As I’ve mentioned before, this is one of my favourite seasons. I greatly appreciate the chance to stop and reflect on life. This autumn feels especially poignant for me as we’ll be spending the season wrapping up our lives in our current flat and preparing to move over to our new home. By the time the winter solstice rolls around, Ninja and the fuzzbutts and I should all be happily settled in our new cottage.
I really love that this year I get to clean out the cobwebs (sometimes literally!) at a time when I’m already feeling inclined to make changes. And because of that, I thought that today – technically our first day of autumn – would be the perfect time to share with you my updated and improved ‘101 things in 1001 days’ list 🙂
As I explained a while ago, the direction of my life has changed so much since my original list (and even my updated version) that I need to redirect my goals to match my new circumstances. So you’ll recognise the first 47 goals, as they all come from my earlier list. But from Goal #48 onwards I’ve added new ideas that relate better to where I see myself heading over the course of the next 1001 days (all else being equal, and Lord willing). I also have a ‘someday’ list that I plan to set up separately (perhaps with a separate blog page of its own) and update and attempt as I’m able.
So here goes…!
PS – By the way, I don’t think I’ve mentioned this yet… Remember that my husband was facing retrenchment at the beginning of this year? Well to the glory of our great Heavenly Father, Ninja has been granted another work opportunity! Lord willing he’ll begin at his new job in April. We are very very thankful for this provision; it certainly changes the outlook for our year ahead 🙂
#11: Grow my hair to my waist – I’ve outgrown this goal, I reckon. My hair was waist length when I was younger, and it was lovely and all, but I don’t think it’s ‘me’ anymore. I’m happy with the short crop I have for now. We’ll see!

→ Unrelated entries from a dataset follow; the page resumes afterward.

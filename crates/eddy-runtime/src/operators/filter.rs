//! Filter operator constructors and stock predicates.

use eddy_core::event::Payload;
use eddy_core::operator::{op_fn, Operator};

/// Operator passing events whose payload satisfies `pred`; the rest are
/// dropped and counted.
pub fn filter(
    name: impl Into<String>,
    mut pred: impl FnMut(&Payload) -> bool + Send + 'static,
) -> Box<dyn Operator> {
    op_fn(name, move |event, ctx| {
        if pred(event.payload()) {
            ctx.emit(event);
        } else {
            ctx.record_dropped();
        }
    })
}

/// Filter over integer payloads; non-integers are dropped.
pub fn filter_int(
    name: impl Into<String>,
    mut pred: impl FnMut(i64) -> bool + Send + 'static,
) -> Box<dyn Operator> {
    filter(name, move |payload| match payload {
        Payload::Int(v) => pred(*v),
        _ => false,
    })
}

/// Stock payload predicates for use with [`filter`].
pub mod predicates {
    use super::Payload;

    /// Even integers.
    pub fn even() -> impl FnMut(&Payload) -> bool {
        |payload| matches!(payload, Payload::Int(v) if v % 2 == 0)
    }

    /// Odd integers.
    pub fn odd() -> impl FnMut(&Payload) -> bool {
        |payload| matches!(payload, Payload::Int(v) if v % 2 != 0)
    }

    /// Strictly positive numbers (int or float).
    pub fn positive() -> impl FnMut(&Payload) -> bool {
        |payload| match payload {
            Payload::Int(v) => *v > 0,
            Payload::Float(v) => *v > 0.0,
            _ => false,
        }
    }

    /// Strictly negative numbers (int or float).
    pub fn negative() -> impl FnMut(&Payload) -> bool {
        |payload| match payload {
            Payload::Int(v) => *v < 0,
            Payload::Float(v) => *v < 0.0,
            _ => false,
        }
    }

    /// Numbers within `[min, max]` (int or float).
    #[allow(clippy::cast_precision_loss)]
    pub fn in_range(min: i64, max: i64) -> impl FnMut(&Payload) -> bool {
        move |payload| match payload {
            Payload::Int(v) => *v >= min && *v <= max,
            Payload::Float(v) => *v >= min as f64 && *v <= max as f64,
            _ => false,
        }
    }
}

#13: Get a belly button piercing – I should’ve done this a decade ago. It’s a bit corny to do it now. And I don’t need it anymore in order to feel sexy 😉
#19: Go horseback riding on the beach – I definitely still want to do this one day, but I live far from the beach and I don’t foresee I’ll afford a holiday anytime soon. So I’m moving this to my ‘someday’ goals list.
#21: Go for a walk in a forest – No forests nearby… moving this to my someday list.
#28: Go on a road trip – Like I said, no holidays expected anytime soon! Someday…
#31: Go camping – Well, we’ll be selling our tent before we’ve used it even once, because we need the dosh. Doubt this will ever come up again, so I won’t put this on my someday list.
#32: Go to a concert – There’s nothing wrong with this goal, but I’ve been to concerts before, so why am I just repeating myself? Besides, it’s pretty rare for bands I like to hit SA, so this can happily go on my someday list, to be fulfilled ‘if and when’.
#36: Go vegetarian for a month – You know, I’ve just realised I don’t want this enough. I still want to eat fish, chicken and the occasional slice of pastrami. And yes I know that it’s pretty impossible to claim to be cruelty free if you still eat animals, but there’s just too much else going on in my life right now. I can’t face the thought of fundamentally changing my diet and cooking on top of all the other major life changes going on at the moment. At best I can make gradual changes over time in this area. I also want to make gradual changes towards more natural, healthy and cruelty-free cosmetics choices too… but that’s a thought for another post 🙂
#47: Do a punk photoshoot – It has taken and is taking me a long time to let go of my awesome punk years! But I think it’s time for this goal to finally go. This goal is only here because I was longing for my past instead of looking forward to my future.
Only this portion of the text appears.